▸ **PROBLEM STATEMENT**: Among the records that follow, count the lines with the string "Ordering"; report only that count.
[Start of Attachment]
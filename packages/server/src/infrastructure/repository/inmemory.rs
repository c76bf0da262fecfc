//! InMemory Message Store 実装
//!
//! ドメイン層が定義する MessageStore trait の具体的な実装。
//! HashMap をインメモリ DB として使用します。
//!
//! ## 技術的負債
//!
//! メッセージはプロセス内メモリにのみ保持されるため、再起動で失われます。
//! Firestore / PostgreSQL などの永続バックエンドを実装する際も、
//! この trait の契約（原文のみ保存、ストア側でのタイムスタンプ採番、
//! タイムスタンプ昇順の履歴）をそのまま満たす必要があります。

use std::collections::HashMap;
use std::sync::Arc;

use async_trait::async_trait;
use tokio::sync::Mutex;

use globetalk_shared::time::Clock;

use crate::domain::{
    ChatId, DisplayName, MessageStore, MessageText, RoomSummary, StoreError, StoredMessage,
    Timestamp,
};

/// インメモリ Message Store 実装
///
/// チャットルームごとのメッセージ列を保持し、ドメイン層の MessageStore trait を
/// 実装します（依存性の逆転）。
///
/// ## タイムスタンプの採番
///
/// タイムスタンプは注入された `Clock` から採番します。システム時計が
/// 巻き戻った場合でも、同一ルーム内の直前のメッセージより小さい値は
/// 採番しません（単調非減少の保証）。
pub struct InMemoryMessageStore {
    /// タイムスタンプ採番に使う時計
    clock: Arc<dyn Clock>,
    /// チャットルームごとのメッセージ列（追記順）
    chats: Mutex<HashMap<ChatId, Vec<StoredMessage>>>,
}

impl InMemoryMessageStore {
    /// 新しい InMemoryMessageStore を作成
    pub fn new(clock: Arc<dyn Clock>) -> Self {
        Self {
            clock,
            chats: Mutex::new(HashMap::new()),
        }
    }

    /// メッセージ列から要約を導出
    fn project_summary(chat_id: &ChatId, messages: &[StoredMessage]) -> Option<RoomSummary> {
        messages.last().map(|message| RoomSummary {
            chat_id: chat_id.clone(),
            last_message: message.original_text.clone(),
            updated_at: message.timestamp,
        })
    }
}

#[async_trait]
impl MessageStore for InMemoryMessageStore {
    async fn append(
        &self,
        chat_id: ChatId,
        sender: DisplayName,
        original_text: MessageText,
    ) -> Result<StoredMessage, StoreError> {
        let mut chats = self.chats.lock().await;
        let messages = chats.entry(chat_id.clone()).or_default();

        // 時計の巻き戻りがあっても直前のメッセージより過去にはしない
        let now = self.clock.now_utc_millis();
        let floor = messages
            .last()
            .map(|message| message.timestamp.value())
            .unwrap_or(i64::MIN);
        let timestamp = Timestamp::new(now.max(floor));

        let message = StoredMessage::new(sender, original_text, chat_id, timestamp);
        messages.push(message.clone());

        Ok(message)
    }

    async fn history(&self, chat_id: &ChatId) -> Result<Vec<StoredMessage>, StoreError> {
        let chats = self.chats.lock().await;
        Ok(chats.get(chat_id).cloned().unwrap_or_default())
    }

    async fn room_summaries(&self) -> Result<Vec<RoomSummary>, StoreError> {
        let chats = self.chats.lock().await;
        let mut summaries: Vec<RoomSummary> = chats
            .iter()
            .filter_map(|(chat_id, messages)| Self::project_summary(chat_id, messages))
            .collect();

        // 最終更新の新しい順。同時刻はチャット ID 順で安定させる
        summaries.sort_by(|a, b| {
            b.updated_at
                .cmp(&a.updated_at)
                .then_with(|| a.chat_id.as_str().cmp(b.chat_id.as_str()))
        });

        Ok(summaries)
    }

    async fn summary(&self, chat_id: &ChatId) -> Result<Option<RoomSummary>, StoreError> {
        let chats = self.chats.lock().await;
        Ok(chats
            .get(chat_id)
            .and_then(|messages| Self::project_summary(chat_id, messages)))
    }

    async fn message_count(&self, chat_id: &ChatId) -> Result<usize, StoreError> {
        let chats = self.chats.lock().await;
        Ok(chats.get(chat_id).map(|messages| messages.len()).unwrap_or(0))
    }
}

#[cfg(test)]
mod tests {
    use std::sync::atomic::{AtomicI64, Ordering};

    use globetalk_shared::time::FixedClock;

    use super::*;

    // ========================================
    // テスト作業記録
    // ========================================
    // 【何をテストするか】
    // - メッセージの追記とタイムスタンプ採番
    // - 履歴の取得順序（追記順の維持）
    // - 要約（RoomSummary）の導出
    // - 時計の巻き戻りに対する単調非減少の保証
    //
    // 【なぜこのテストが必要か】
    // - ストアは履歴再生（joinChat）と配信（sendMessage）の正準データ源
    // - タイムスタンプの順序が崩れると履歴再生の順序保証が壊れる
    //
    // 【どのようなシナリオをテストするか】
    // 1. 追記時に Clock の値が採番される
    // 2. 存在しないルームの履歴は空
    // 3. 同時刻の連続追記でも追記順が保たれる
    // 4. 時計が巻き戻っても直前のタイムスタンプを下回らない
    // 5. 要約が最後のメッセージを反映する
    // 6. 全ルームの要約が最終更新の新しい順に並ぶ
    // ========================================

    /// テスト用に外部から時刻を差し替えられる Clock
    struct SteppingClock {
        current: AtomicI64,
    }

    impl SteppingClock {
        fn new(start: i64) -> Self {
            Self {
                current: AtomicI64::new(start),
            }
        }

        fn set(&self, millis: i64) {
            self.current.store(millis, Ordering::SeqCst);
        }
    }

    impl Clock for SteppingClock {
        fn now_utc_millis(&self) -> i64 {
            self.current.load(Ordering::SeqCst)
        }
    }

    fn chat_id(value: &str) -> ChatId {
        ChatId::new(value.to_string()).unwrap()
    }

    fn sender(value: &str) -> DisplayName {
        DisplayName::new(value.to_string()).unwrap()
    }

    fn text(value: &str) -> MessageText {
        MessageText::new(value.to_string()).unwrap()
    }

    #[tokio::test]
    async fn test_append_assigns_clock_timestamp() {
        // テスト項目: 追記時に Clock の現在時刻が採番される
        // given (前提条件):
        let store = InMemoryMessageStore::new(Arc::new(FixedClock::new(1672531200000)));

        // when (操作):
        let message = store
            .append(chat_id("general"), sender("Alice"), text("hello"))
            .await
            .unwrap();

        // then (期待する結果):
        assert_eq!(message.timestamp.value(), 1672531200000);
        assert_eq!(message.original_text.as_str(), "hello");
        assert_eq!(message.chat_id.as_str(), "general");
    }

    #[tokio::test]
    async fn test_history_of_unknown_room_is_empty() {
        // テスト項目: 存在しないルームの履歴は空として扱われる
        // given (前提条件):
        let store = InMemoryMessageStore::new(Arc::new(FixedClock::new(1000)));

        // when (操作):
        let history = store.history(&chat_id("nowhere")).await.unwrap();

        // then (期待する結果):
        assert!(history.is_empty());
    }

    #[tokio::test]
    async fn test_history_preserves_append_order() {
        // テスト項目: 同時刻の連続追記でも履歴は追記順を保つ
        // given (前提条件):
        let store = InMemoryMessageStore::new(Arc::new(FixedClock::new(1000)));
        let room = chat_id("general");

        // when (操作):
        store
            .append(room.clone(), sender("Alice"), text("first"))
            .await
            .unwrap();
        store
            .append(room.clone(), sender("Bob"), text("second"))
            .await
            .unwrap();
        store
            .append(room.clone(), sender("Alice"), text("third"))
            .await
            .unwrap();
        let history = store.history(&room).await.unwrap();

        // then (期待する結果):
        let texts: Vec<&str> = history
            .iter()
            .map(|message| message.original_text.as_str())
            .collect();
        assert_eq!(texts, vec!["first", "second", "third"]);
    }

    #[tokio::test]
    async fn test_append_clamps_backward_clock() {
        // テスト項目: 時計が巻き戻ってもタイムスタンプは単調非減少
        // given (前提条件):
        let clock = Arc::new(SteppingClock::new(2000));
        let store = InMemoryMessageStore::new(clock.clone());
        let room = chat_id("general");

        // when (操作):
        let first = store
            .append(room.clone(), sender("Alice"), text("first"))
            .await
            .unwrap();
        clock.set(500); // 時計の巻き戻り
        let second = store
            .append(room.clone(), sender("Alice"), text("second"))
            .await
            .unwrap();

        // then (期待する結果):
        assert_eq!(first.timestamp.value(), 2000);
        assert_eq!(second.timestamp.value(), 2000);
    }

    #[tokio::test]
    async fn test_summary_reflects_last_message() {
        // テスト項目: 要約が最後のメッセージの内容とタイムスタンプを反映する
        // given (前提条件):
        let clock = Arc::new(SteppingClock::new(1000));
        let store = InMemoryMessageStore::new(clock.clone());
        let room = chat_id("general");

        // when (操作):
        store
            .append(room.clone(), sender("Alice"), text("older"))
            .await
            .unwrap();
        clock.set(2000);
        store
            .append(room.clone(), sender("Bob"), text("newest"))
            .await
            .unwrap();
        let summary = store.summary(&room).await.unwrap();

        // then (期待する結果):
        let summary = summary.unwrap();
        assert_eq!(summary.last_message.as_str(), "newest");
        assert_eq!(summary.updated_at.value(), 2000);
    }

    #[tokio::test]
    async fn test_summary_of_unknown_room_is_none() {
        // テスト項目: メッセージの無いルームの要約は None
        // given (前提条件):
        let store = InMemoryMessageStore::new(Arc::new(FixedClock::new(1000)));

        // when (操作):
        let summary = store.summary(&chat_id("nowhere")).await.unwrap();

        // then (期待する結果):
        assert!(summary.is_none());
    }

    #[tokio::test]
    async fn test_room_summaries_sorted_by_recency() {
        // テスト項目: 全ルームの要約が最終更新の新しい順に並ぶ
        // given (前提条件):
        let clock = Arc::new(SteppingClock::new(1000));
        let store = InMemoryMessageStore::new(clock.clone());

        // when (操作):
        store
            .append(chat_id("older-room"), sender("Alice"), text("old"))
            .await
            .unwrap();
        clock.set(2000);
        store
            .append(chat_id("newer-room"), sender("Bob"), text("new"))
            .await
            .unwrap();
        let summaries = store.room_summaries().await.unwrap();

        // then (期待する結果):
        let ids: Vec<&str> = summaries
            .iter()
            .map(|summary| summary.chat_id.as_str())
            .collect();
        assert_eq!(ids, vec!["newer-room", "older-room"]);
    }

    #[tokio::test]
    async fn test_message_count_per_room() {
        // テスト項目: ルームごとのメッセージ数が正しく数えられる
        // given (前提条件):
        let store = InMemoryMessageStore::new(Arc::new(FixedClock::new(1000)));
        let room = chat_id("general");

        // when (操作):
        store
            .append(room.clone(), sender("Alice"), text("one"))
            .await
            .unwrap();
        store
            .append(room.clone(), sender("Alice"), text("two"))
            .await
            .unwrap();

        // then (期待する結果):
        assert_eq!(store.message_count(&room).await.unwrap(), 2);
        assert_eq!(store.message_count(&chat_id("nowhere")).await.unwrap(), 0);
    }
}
[End of Attachment]
▸ **ANSWER TO THIS EXERCISE**: 3